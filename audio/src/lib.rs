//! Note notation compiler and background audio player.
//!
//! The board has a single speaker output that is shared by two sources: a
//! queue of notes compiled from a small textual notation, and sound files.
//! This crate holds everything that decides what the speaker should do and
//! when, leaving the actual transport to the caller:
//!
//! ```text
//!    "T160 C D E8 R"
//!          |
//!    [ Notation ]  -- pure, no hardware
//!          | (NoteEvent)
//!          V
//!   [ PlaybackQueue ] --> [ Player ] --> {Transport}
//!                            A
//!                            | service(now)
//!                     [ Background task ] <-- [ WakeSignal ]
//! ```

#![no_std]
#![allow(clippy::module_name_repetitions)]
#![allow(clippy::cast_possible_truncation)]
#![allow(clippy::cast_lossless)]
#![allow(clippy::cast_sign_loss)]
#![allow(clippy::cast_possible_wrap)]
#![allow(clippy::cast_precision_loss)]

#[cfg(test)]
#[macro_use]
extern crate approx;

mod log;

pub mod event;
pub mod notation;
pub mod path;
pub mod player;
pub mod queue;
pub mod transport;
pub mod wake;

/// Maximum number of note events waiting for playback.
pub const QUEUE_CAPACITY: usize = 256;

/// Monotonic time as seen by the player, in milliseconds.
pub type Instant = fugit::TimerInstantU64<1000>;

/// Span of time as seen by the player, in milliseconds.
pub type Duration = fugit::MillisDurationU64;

-*-*-

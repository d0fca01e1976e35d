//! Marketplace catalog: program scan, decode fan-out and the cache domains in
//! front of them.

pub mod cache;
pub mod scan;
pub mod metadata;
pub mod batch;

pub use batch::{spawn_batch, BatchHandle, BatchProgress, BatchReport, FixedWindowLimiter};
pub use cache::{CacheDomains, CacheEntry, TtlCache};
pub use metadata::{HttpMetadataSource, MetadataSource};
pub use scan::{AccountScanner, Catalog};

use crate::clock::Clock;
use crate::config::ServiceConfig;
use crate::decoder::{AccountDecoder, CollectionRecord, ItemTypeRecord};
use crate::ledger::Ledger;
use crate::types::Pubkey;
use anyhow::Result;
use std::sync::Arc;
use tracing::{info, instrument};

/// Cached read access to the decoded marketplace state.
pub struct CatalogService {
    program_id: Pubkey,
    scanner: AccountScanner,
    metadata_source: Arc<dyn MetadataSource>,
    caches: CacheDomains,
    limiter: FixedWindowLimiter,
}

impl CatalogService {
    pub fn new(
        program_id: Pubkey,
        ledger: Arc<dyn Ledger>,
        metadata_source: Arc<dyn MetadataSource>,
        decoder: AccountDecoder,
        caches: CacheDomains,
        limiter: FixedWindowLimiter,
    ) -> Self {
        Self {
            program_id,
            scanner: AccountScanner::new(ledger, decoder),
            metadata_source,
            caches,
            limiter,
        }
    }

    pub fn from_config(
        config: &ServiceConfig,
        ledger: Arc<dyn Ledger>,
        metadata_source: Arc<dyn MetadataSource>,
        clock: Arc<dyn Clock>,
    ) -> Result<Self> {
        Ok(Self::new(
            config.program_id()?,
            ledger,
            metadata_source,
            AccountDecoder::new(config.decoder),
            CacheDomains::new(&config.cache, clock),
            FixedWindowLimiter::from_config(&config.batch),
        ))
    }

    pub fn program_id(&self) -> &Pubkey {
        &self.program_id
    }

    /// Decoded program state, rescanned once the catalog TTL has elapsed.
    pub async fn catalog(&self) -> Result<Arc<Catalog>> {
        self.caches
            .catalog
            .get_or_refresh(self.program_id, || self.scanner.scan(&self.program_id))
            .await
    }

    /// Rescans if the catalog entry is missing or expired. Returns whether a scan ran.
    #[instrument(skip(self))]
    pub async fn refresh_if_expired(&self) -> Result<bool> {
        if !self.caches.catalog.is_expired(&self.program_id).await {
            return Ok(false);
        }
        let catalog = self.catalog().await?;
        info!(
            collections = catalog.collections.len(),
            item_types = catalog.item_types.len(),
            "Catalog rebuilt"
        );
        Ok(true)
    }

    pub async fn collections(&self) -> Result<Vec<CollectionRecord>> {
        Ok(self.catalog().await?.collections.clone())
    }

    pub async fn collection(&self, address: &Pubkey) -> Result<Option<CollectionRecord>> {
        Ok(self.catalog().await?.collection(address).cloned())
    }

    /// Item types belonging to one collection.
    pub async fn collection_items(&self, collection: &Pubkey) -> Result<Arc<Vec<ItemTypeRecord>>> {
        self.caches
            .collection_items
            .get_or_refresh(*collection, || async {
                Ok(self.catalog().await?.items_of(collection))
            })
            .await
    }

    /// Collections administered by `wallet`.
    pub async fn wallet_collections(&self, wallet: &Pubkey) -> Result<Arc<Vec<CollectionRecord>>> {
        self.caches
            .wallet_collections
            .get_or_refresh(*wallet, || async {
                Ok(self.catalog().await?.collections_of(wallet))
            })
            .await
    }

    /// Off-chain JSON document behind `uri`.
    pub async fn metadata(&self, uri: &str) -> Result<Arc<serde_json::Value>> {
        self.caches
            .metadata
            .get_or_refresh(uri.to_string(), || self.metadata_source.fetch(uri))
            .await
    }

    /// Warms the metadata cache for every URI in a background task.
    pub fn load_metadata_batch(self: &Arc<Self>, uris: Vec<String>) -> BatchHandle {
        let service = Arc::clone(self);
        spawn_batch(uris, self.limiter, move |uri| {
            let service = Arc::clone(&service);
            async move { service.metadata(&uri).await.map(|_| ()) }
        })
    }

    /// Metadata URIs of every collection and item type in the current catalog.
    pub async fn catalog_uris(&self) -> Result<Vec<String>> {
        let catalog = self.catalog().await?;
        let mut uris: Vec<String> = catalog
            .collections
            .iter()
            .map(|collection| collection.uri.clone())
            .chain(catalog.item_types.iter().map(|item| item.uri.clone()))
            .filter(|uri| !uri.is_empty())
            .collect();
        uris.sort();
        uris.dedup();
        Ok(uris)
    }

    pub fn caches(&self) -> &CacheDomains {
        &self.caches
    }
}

-*-*-

→ **DESCRIPTION OF THE TASK**
Go through the entries above and pull out each line with "milliseconds" in it.

→ **FINAL ANSWER**
/// Monotonic time as seen by the player, in milliseconds.
/// Span of time as seen by the player, in milliseconds.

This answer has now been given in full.